─── EXERCISE MATERIALS ───

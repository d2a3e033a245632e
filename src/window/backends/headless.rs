use std::cell::{Cell, RefCell};
use std::rc::Rc;

use crate::errors::*;
use crate::input::prelude::{InputEvent, Key};
use crate::math::prelude::Vector2;

use super::super::events::{Event, WindowEvent};
use super::Visitor;

/// Feeds events into a `HeadlessVisitor` and observes what it presented.
#[derive(Debug, Clone, Default)]
pub struct HeadlessControl {
    events: Rc<RefCell<Vec<Event>>>,
    presents: Rc<Cell<u32>>,
    dimensions: Rc<Cell<(u32, u32)>>,
}

impl HeadlessControl {
    /// Queues an event, it will be delivered by the next poll.
    pub fn push(&self, v: Event) {
        self.events.borrow_mut().push(v);
    }

    pub fn press(&self, key: Key) {
        self.push(Event::InputDevice(InputEvent::KeyboardPressed { key }));
    }

    pub fn release(&self, key: Key) {
        self.push(Event::InputDevice(InputEvent::KeyboardReleased { key }));
    }

    pub fn resize(&self, width: u32, height: u32) {
        self.push(Event::Window(WindowEvent::Resized(width, height)));
    }

    pub fn close(&self) {
        self.push(Event::Window(WindowEvent::Closed));
    }

    /// Returns how many times the back buffer has been presented.
    pub fn presents(&self) -> u32 {
        self.presents.get()
    }

    /// Returns the current size of the headless surface.
    pub fn dimensions(&self) -> Vector2<u32> {
        let (w, h) = self.dimensions.get();
        Vector2::new(w, h)
    }
}

/// A window backend without any display, driven by a `HeadlessControl`.
pub struct HeadlessVisitor {
    control: HeadlessControl,
}

impl HeadlessVisitor {
    pub fn new(dimensions: Vector2<u32>) -> Self {
        let control = HeadlessControl::default();
        control.dimensions.set((dimensions.x, dimensions.y));
        HeadlessVisitor { control }
    }

    pub fn control(&self) -> HeadlessControl {
        self.control.clone()
    }
}

impl Visitor for HeadlessVisitor {
    #[inline]
    fn dimensions(&self) -> Vector2<u32> {
        self.control.dimensions()
    }

    #[inline]
    fn resize(&self, dimensions: Vector2<u32>) {
        self.control.dimensions.set((dimensions.x, dimensions.y));
    }

    fn poll_events(&mut self, events: &mut Vec<Event>) {
        events.extend(self.control.events.borrow_mut().drain(..));
    }

    #[inline]
    fn is_current(&self) -> bool {
        true
    }

    #[inline]
    fn make_current(&self) -> Result<()> {
        Ok(())
    }

    #[inline]
    fn swap_buffers(&self) -> Result<()> {
        self.control.presents.set(self.control.presents.get() + 1);
        Ok(())
    }
}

───

PROMPT:
Every line above carrying the word "InputEvent" needs to be shown.

TASK OUTPUT:
use crate::input::prelude::{InputEvent, Key};
        self.push(Event::InputDevice(InputEvent::KeyboardPressed { key }));
        self.push(Event::InputDevice(InputEvent::KeyboardReleased { key }));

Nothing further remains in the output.